About this task: Could you print every record exactly as it stands?

════════

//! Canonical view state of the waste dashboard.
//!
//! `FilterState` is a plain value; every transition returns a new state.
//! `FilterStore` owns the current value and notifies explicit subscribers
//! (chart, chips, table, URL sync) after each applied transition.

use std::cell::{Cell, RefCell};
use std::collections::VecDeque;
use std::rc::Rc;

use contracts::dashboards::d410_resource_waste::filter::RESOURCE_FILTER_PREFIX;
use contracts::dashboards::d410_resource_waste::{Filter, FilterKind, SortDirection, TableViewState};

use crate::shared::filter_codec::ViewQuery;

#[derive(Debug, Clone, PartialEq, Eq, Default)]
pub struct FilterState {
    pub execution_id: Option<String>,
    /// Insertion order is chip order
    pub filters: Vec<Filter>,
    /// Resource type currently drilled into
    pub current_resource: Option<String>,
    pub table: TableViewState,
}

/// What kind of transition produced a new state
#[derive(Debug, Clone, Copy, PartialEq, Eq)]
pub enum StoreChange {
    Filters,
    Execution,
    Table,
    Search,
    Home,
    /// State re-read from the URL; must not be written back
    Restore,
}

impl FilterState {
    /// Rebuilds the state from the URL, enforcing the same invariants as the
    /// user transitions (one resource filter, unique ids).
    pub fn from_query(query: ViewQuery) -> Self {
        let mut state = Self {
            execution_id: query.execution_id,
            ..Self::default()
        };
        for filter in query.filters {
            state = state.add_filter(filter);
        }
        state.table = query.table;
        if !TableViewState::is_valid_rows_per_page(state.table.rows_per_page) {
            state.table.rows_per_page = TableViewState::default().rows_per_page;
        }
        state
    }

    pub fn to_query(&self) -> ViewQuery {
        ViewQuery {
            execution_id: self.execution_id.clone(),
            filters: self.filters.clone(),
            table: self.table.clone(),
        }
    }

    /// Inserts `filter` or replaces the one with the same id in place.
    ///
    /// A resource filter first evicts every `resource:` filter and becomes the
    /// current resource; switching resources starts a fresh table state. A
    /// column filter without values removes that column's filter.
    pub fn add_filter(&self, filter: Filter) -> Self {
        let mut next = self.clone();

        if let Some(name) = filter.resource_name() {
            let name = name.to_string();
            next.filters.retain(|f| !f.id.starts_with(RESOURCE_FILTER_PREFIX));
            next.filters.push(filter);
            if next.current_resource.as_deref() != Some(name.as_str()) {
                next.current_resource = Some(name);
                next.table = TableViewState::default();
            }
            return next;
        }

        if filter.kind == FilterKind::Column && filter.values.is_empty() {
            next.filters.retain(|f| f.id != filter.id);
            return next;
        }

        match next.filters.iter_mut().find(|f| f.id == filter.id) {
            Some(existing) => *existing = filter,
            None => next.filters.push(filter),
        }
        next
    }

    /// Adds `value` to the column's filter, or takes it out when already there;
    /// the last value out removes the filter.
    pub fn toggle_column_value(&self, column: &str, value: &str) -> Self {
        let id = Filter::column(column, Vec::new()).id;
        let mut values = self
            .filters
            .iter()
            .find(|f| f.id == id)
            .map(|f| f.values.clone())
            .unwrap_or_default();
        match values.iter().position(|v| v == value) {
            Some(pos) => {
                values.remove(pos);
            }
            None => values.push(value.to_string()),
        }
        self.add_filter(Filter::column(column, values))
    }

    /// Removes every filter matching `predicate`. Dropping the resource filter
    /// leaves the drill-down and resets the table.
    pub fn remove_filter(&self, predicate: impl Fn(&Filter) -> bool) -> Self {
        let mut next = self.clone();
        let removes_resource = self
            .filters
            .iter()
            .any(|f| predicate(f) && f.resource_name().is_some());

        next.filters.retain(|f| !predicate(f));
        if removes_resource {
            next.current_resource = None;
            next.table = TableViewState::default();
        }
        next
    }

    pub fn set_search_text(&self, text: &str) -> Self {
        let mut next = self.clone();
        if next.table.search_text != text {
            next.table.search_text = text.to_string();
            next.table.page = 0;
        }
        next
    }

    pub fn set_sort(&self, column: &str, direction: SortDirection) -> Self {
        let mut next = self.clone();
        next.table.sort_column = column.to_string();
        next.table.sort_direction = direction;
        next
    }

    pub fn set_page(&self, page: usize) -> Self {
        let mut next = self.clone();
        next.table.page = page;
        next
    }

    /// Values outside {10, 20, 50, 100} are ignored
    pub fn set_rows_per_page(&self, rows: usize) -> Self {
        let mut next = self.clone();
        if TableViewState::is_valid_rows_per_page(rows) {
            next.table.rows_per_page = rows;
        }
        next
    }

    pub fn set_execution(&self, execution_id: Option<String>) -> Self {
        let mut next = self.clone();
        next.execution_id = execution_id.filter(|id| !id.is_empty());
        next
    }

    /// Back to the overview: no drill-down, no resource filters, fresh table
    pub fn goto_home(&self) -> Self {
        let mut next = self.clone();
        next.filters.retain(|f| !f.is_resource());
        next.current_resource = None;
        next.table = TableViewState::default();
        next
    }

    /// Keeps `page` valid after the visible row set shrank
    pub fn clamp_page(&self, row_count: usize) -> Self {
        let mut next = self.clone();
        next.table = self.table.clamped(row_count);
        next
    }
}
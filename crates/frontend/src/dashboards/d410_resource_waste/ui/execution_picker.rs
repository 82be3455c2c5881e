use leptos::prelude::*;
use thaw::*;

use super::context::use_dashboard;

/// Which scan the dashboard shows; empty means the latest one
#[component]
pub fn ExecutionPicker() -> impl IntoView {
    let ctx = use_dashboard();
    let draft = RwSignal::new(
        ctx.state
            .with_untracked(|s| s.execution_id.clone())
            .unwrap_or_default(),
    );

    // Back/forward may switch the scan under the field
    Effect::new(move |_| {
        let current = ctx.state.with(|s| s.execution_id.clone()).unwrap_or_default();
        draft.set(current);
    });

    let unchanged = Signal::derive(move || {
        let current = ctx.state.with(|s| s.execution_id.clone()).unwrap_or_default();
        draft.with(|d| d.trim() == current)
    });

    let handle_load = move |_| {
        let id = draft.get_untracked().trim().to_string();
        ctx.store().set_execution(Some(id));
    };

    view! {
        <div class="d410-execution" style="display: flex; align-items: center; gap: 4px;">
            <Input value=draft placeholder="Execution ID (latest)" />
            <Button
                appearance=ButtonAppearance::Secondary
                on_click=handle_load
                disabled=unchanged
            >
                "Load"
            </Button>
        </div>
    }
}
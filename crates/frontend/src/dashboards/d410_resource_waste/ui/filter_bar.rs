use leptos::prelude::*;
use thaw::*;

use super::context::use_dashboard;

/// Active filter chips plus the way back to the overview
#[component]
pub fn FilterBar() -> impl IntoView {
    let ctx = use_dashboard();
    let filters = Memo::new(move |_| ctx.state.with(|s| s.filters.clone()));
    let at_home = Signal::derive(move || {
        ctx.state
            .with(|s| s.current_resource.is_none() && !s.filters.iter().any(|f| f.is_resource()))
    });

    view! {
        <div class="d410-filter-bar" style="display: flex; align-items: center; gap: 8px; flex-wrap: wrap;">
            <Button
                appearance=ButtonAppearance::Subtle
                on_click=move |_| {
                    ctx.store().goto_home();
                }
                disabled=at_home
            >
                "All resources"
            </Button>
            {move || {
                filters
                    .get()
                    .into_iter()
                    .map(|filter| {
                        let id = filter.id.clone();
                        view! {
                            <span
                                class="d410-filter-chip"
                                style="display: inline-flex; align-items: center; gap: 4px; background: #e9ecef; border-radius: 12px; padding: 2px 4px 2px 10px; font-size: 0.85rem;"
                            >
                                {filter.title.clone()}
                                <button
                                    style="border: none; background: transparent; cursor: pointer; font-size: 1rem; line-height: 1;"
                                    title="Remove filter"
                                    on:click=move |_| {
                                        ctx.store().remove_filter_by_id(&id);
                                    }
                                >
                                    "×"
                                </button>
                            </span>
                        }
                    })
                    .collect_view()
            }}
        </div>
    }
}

════════

Answer to this exercise:
//! Canonical view state of the waste dashboard.
//!
//! `FilterState` is a plain value; every transition returns a new state.
//! `FilterStore` owns the current value and notifies explicit subscribers
//! (chart, chips, table, URL sync) after each applied transition.

use std::cell::{Cell, RefCell};
use std::collections::VecDeque;
use std::rc::Rc;

use contracts::dashboards::d410_resource_waste::filter::RESOURCE_FILTER_PREFIX;
use contracts::dashboards::d410_resource_waste::{Filter, FilterKind, SortDirection, TableViewState};

use crate::shared::filter_codec::ViewQuery;

#[derive(Debug, Clone, PartialEq, Eq, Default)]
pub struct FilterState {
    pub execution_id: Option<String>,
    /// Insertion order is chip order
    pub filters: Vec<Filter>,
    /// Resource type currently drilled into
    pub current_resource: Option<String>,
    pub table: TableViewState,
}

/// What kind of transition produced a new state
#[derive(Debug, Clone, Copy, PartialEq, Eq)]
pub enum StoreChange {
    Filters,
    Execution,
    Table,
    Search,
    Home,
    /// State re-read from the URL; must not be written back
    Restore,
}

impl FilterState {
    /// Rebuilds the state from the URL, enforcing the same invariants as the
    /// user transitions (one resource filter, unique ids).
    pub fn from_query(query: ViewQuery) -> Self {
        let mut state = Self {
            execution_id: query.execution_id,
            ..Self::default()
        };
        for filter in query.filters {
            state = state.add_filter(filter);
        }
        state.table = query.table;
        if !TableViewState::is_valid_rows_per_page(state.table.rows_per_page) {
            state.table.rows_per_page = TableViewState::default().rows_per_page;
        }
        state
    }

    pub fn to_query(&self) -> ViewQuery {
        ViewQuery {
            execution_id: self.execution_id.clone(),
            filters: self.filters.clone(),
            table: self.table.clone(),
        }
    }

    /// Inserts `filter` or replaces the one with the same id in place.
    ///
    /// A resource filter first evicts every `resource:` filter and becomes the
    /// current resource; switching resources starts a fresh table state. A
    /// column filter without values removes that column's filter.
    pub fn add_filter(&self, filter: Filter) -> Self {
        let mut next = self.clone();

        if let Some(name) = filter.resource_name() {
            let name = name.to_string();
            next.filters.retain(|f| !f.id.starts_with(RESOURCE_FILTER_PREFIX));
            next.filters.push(filter);
            if next.current_resource.as_deref() != Some(name.as_str()) {
                next.current_resource = Some(name);
                next.table = TableViewState::default();
            }
            return next;
        }

        if filter.kind == FilterKind::Column && filter.values.is_empty() {
            next.filters.retain(|f| f.id != filter.id);
            return next;
        }

        match next.filters.iter_mut().find(|f| f.id == filter.id) {
            Some(existing) => *existing = filter,
            None => next.filters.push(filter),
        }
        next
    }

    /// Adds `value` to the column's filter, or takes it out when already there;
    /// the last value out removes the filter.
    pub fn toggle_column_value(&self, column: &str, value: &str) -> Self {
        let id = Filter::column(column, Vec::new()).id;
        let mut values = self
            .filters
            .iter()
            .find(|f| f.id == id)
            .map(|f| f.values.clone())
            .unwrap_or_default();
        match values.iter().position(|v| v == value) {
            Some(pos) => {
                values.remove(pos);
            }
            None => values.push(value.to_string()),
        }
        self.add_filter(Filter::column(column, values))
    }

    /// Removes every filter matching `predicate`. Dropping the resource filter
    /// leaves the drill-down and resets the table.
    pub fn remove_filter(&self, predicate: impl Fn(&Filter) -> bool) -> Self {
        let mut next = self.clone();
        let removes_resource = self
            .filters
            .iter()
            .any(|f| predicate(f) && f.resource_name().is_some());

        next.filters.retain(|f| !predicate(f));
        if removes_resource {
            next.current_resource = None;
            next.table = TableViewState::default();
        }
        next
    }

    pub fn set_search_text(&self, text: &str) -> Self {
        let mut next = self.clone();
        if next.table.search_text != text {
            next.table.search_text = text.to_string();
            next.table.page = 0;
        }
        next
    }

    pub fn set_sort(&self, column: &str, direction: SortDirection) -> Self {
        let mut next = self.clone();
        next.table.sort_column = column.to_string();
        next.table.sort_direction = direction;
        next
    }

    pub fn set_page(&self, page: usize) -> Self {
        let mut next = self.clone();
        next.table.page = page;
        next
    }

    /// Values outside {10, 20, 50, 100} are ignored
    pub fn set_rows_per_page(&self, rows: usize) -> Self {
        let mut next = self.clone();
        if TableViewState::is_valid_rows_per_page(rows) {
            next.table.rows_per_page = rows;
        }
        next
    }

    pub fn set_execution(&self, execution_id: Option<String>) -> Self {
        let mut next = self.clone();
        next.execution_id = execution_id.filter(|id| !id.is_empty());
        next
    }

    /// Back to the overview: no drill-down, no resource filters, fresh table
    pub fn goto_home(&self) -> Self {
        let mut next = self.clone();
        next.filters.retain(|f| !f.is_resource());
        next.current_resource = None;
        next.table = TableViewState::default();
        next
    }

    /// Keeps `page` valid after the visible row set shrank
    pub fn clamp_page(&self, row_count: usize) -> Self {
        let mut next = self.clone();
        next.table = self.table.clamped(row_count);
        next
    }
}
filename crates/frontend/src/dashboards/d410_resource_waste/ui/execution_picker.rs
repository 82be3455c2c5881e
use leptos::prelude::*;
use thaw::*;

use super::context::use_dashboard;

/// Which scan the dashboard shows; empty means the latest one
#[component]
pub fn ExecutionPicker() -> impl IntoView {
    let ctx = use_dashboard();
    let draft = RwSignal::new(
        ctx.state
            .with_untracked(|s| s.execution_id.clone())
            .unwrap_or_default(),
    );

    // Back/forward may switch the scan under the field
    Effect::new(move |_| {
        let current = ctx.state.with(|s| s.execution_id.clone()).unwrap_or_default();
        draft.set(current);
    });

    let unchanged = Signal::derive(move || {
        let current = ctx.state.with(|s| s.execution_id.clone()).unwrap_or_default();
        draft.with(|d| d.trim() == current)
    });

    let handle_load = move |_| {
        let id = draft.get_untracked().trim().to_string();
        ctx.store().set_execution(Some(id));
    };

    view! {
        <div class="d410-execution" style="display: flex; align-items: center; gap: 4px;">
            <Input value=draft placeholder="Execution ID (latest)" />
            <Button
                appearance=ButtonAppearance::Secondary
                on_click=handle_load
                disabled=unchanged
            >
                "Load"
            </Button>
        </div>
    }
}
filename crates/frontend/src/dashboards/d410_resource_waste/ui/filter_bar.rs
use leptos::prelude::*;
use thaw::*;

use super::context::use_dashboard;

/// Active filter chips plus the way back to the overview
#[component]
pub fn FilterBar() -> impl IntoView {
    let ctx = use_dashboard();
    let filters = Memo::new(move |_| ctx.state.with(|s| s.filters.clone()));
    let at_home = Signal::derive(move || {
        ctx.state
            .with(|s| s.current_resource.is_none() && !s.filters.iter().any(|f| f.is_resource()))
    });

    view! {
        <div class="d410-filter-bar" style="display: flex; align-items: center; gap: 8px; flex-wrap: wrap;">
            <Button
                appearance=ButtonAppearance::Subtle
                on_click=move |_| {
                    ctx.store().goto_home();
                }
                disabled=at_home
            >
                "All resources"
            </Button>
            {move || {
                filters
                    .get()
                    .into_iter()
                    .map(|filter| {
                        let id = filter.id.clone();
                        view! {
                            <span
                                class="d410-filter-chip"
                                style="display: inline-flex; align-items: center; gap: 4px; background: #e9ecef; border-radius: 12px; padding: 2px 4px 2px 10px; font-size: 0.85rem;"
                            >
                                {filter.title.clone()}
                                <button
                                    style="border: none; background: transparent; cursor: pointer; font-size: 1rem; line-height: 1;"
                                    title="Remove filter"
                                    on:click=move |_| {
                                        ctx.store().remove_filter_by_id(&id);
                                    }
                                >
                                    "×"
                                </button>
                            </span>
                        }
                    })
                    .collect_view()
            }}
        </div>
    }
}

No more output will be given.